▶ **INSTRUCTIONS TO FOLLOW**:
Return every line from the records below with the string "Duration".

▶ **RECORDED DATA**:

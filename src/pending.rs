//! Pending-request correlation table (C7).
//!
//! Every `AuthnRequest` we send carries a `RelayState` token out to the IdP
//! and back; that token is the correlation key this table is addressed by —
//! not the request's own `ID`, which only shows up later as the response's
//! `InResponseTo` and has to be checked *against* the stored entry rather
//! than used to look it up. The table carries a TTL so abandoned logins
//! don't leak memory forever, and `try_remove` is atomic — a response can
//! only ever be matched to its request exactly once, even under concurrent
//! delivery of the same response twice (the replay case
//! `ReplayedOrUnknownRelayState` guards against).

use std::time::Duration;

use moka::sync::Cache;
use tracing::debug;

use crate::id::Saml2Id;

/// What this core remembers about an `AuthnRequest` it issued, for as long
/// as it's willing to accept a matching response. Keyed externally by the
/// `RelayState` token handed to the IdP alongside the request.
#[derive(Debug, Clone, PartialEq, Eq)]
pub struct PendingRequestState {
    pub issuer_entity_id: String,
    /// The original request's `ID`, checked against the response's
    /// `InResponseTo` once the entry is found.
    pub message_id: Saml2Id,
    /// Where the host wants to resume local state once login completes.
    pub return_url: Option<String>,
}

pub trait PendingRequestStore: Send + Sync {
    fn add(&self, relay_state: &str, state: PendingRequestState);

    /// Atomically remove and return the state for `relay_state`, if present.
    /// Once removed it cannot be matched again — this is the replay defense.
    fn try_remove(&self, relay_state: &str) -> Option<PendingRequestState>;
}

/// An in-process, TTL-evicting pending-request table backed by `moka`.
pub struct InMemoryPendingRequestStore {
    cache: Cache<String, PendingRequestState>,
}

impl InMemoryPendingRequestStore {
    /// `ttl` should comfortably exceed how long an IdP's login page can
    /// reasonably keep a user, since an entry expiring mid-login makes an
    /// otherwise-successful response look replayed.
    pub fn new(ttl: Duration) -> Self {
        Self {
            cache: Cache::builder().time_to_live(ttl).build(),
        }
    }
}

impl Default for InMemoryPendingRequestStore {
    fn default() -> Self {
        Self::new(Duration::from_secs(15 * 60))
    }
}

impl PendingRequestStore for InMemoryPendingRequestStore {
    fn add(&self, relay_state: &str, state: PendingRequestState) {
        debug!(
            "tracking pending request {:?} for IdP {} under relay state {:?}",
            state.message_id, state.issuer_entity_id, relay_state
        );
        self.cache.insert(relay_state.to_string(), state);
    }

    fn try_remove(&self, relay_state: &str) -> Option<PendingRequestState> {
        let found = self.cache.remove(relay_state);
        if found.is_none() {
            debug!(
                "no pending request found for relay state {:?} (unknown, already consumed, or expired)",
                relay_state
            );
        }
        found
    }
}

#[cfg(test)]
mod tests {
    use super::*;

    fn state() -> PendingRequestState {
        PendingRequestState {
            issuer_entity_id: "https://sp.example.com/metadata".to_string(),
            message_id: Saml2Id::parse("_req1").unwrap(),
            return_url: Some("/after-login".to_string()),
        }
    }

    #[test]
    fn try_remove_returns_the_state_exactly_once() {
        let store = InMemoryPendingRequestStore::default();
        store.add("R1", state());

        assert_eq!(store.try_remove("R1"), Some(state()));
        assert_eq!(store.try_remove("R1"), None);
    }

    #[test]
    fn unknown_relay_state_returns_none() {
        let store = InMemoryPendingRequestStore::default();
        assert_eq!(store.try_remove("unknown"), None);
    }

    #[test]
    fn entries_expire_after_their_ttl() {
        let store = InMemoryPendingRequestStore::new(Duration::from_millis(10));
        store.add("R1", state());
        std::thread::sleep(Duration::from_millis(100));
        store.cache.run_pending_tasks();
        assert_eq!(store.try_remove("R1"), None);
    }
}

▶ **SOLUTION FOR THIS EXERCISE**:
use std::time::Duration;
    pub fn new(ttl: Duration) -> Self {
        Self::new(Duration::from_secs(15 * 60))
        let store = InMemoryPendingRequestStore::new(Duration::from_millis(10));
        std::thread::sleep(Duration::from_millis(100));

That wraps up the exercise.